------ RECORDS SUPPLIED ------

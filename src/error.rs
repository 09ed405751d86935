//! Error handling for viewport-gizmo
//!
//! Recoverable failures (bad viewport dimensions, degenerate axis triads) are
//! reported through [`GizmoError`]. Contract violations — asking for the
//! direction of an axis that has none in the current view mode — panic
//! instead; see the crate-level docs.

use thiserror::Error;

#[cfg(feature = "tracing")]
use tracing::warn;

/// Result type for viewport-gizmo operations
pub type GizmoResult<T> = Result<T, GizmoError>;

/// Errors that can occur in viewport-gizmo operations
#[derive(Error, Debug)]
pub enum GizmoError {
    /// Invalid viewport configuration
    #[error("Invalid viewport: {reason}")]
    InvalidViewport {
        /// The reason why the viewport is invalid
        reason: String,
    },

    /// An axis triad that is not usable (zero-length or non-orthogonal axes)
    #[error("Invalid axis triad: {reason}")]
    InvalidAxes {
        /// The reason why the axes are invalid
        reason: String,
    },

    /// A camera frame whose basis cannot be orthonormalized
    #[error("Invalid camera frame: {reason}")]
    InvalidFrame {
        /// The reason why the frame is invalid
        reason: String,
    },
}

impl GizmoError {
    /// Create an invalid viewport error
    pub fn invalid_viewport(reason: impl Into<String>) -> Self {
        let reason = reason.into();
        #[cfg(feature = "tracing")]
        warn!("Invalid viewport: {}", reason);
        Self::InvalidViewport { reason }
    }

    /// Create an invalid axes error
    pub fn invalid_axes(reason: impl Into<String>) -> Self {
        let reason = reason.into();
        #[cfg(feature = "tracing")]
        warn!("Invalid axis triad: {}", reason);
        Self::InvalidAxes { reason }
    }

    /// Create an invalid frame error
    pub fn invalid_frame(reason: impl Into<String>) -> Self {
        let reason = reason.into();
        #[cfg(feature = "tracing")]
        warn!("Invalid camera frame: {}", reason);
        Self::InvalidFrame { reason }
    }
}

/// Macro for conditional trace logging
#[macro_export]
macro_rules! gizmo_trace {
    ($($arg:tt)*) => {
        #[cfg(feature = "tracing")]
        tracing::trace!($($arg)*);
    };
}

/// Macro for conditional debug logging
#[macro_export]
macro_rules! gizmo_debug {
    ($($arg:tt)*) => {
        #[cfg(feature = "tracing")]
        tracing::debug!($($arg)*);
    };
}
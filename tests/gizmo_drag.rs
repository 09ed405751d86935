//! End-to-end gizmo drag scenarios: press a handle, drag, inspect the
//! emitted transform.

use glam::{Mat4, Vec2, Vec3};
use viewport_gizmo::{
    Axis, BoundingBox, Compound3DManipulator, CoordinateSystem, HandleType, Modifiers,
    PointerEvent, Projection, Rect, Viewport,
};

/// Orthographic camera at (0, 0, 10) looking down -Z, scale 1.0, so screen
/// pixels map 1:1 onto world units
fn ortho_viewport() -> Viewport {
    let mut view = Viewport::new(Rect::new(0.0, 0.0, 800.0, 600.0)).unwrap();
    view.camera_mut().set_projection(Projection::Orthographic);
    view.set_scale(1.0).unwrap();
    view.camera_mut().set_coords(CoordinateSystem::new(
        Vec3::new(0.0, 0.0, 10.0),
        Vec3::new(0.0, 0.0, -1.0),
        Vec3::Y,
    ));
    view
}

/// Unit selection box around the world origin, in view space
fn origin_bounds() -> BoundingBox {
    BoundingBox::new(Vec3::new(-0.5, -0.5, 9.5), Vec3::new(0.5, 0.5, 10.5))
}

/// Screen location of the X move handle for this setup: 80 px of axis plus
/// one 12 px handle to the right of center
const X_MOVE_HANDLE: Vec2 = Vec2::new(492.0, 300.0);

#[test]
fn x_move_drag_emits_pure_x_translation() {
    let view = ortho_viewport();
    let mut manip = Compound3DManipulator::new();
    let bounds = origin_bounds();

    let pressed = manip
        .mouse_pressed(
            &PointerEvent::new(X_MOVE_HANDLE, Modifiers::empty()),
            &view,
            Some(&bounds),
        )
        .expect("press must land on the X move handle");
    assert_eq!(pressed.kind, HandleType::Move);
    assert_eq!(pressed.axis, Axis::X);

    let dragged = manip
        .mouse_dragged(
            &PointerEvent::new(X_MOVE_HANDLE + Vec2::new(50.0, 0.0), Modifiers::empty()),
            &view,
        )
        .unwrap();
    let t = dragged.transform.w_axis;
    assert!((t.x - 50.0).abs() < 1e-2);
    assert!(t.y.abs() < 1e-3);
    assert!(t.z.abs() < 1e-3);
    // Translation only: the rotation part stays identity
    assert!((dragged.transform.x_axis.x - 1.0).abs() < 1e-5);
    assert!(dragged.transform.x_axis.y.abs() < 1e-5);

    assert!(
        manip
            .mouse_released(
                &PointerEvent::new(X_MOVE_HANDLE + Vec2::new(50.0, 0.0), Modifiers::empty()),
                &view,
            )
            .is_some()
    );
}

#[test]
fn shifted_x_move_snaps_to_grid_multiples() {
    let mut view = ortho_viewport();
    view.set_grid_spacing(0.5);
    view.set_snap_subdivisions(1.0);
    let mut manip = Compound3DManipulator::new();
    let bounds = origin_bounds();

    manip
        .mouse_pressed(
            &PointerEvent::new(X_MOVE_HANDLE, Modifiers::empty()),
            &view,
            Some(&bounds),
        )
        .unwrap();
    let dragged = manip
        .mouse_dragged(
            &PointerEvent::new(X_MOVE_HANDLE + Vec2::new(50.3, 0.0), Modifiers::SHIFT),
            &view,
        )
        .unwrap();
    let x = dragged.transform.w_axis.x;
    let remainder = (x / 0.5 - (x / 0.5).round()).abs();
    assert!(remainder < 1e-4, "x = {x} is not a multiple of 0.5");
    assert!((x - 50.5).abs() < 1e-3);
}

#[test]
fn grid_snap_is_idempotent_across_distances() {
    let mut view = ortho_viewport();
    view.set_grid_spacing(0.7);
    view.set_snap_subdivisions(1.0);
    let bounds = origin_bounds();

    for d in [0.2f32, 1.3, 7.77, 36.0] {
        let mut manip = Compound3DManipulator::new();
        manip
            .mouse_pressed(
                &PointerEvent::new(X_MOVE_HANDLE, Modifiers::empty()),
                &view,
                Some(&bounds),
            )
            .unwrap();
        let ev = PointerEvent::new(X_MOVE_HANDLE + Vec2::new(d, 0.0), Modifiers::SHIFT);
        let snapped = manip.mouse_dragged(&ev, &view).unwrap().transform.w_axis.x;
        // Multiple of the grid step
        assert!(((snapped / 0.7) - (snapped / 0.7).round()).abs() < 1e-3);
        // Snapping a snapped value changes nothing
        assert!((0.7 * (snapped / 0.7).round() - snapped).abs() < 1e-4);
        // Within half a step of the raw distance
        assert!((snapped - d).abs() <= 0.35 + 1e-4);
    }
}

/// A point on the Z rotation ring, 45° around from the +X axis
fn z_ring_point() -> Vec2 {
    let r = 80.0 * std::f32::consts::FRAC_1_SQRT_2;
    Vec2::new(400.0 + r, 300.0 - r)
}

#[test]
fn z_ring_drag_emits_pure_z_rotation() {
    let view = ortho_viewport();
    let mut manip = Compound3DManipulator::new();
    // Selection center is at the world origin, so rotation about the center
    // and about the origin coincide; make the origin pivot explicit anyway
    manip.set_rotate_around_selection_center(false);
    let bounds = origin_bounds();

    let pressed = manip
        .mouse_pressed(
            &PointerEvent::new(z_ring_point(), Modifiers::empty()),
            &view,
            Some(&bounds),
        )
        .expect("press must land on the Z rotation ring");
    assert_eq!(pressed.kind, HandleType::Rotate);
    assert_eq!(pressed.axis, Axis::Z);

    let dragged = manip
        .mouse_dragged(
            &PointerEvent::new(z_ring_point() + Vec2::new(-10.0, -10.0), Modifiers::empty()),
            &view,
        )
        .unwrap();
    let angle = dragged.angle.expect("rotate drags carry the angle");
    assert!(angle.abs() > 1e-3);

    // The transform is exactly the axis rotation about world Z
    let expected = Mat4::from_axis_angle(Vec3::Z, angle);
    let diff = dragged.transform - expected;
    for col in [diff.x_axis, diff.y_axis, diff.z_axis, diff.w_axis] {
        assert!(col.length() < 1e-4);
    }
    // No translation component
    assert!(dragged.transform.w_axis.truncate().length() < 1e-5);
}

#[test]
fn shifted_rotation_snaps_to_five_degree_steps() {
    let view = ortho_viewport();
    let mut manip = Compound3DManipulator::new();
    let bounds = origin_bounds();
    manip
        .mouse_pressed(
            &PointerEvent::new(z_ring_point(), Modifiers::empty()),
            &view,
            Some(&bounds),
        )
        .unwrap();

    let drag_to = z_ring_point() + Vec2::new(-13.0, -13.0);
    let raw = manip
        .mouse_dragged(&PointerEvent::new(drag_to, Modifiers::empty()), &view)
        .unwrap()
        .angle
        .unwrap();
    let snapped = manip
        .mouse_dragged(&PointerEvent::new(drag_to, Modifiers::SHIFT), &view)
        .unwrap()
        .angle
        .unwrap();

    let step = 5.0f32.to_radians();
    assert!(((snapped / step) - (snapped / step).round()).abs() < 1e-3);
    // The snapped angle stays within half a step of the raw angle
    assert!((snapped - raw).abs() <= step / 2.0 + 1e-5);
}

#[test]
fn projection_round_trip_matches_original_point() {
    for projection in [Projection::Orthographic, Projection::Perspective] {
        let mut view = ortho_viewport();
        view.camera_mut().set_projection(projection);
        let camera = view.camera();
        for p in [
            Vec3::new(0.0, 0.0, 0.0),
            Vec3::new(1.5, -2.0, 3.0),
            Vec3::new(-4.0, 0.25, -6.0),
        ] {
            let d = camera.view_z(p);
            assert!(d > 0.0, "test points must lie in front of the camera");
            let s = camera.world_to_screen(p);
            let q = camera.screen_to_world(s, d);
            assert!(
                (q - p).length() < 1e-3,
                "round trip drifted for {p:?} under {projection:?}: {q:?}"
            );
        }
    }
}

------

### [TASK PROMPT]
Report how many lines of the entries hold the string "warn". Provide the number alone.

### [EXERCISE RESULT]
4